This is perfectly legal and right. A null should not be used for a value, and null should be used where a value will be put but has not been yet, so if I plan on putting 3 entries in where they are all the same but that in future will be different this is correct. Anyways two NULLS should not be equal to eachother (I believe they may be in oracle, but someone else is welcome to correct me on that fact) when tested.

mos wrote:


I have a table with a UNIQUE compound index, Cust_Primary that is composed of 4 columns: Cust_Type, Area, Join_Date, Join_Time.
This index should allow for only unique entries, but it doesn't. If Join_Time is NULL then it allows for duplicates. Why?
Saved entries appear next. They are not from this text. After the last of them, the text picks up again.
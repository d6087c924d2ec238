//! Root endpoint handler.

use axum::response::IntoResponse;
use tracing::{debug, instrument};

/// Body served on `/`.
pub const ROOT_TEXT: &str = "Dynatrace test app - /metrics";

/// Handler for the root `/` endpoint.
#[instrument]
pub async fn root_handler() -> impl IntoResponse {
    debug!("Processing / request");
    ROOT_TEXT
}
CREATE TABLE `CustHistory2` (
  `Cust_Id` int(10) unsigned NOT NULL auto_Increment,
  `Area` char(2) default NULL,
  `Cust_Type` char(17) default NULL,
  `Join_Date` date default NULL,
  `Join_Time` time default null,
  PRIMARY KEY  (`Cust_Id`),
  UNIQUE KEY `Cust_Id` (`Cust_Id`),
  UNIQUE KEY `Cust_Primary` (`Cust_Type`,`Area`,`Join_Date`,`Join_Time`)
) TYPE=MyISAM

Example. Join_Time is usually NULL (but not always). I've discovered that if Join_Time is NULL, MySQL allows for duplicate rows! !

Data:
Cust_Type, Area, Join_Date, Join_Time
'BIG', 'N', '2003-01-01',NULL
'BIG', 'N', '2003-01-01',NULL
'BIG', 'N', '2003-01-01',NULL

These rows are allowed even though they are all duplicates. I could have the same row duplicated a thousand times. Why?
Apparently MySQL only prevents duplicate rows if Join_Time is not NULL. It seems that if Join_Time is NULL then all bets are off and you can have as many duplicates as you like. I don't understand the reasoning behind this loophole.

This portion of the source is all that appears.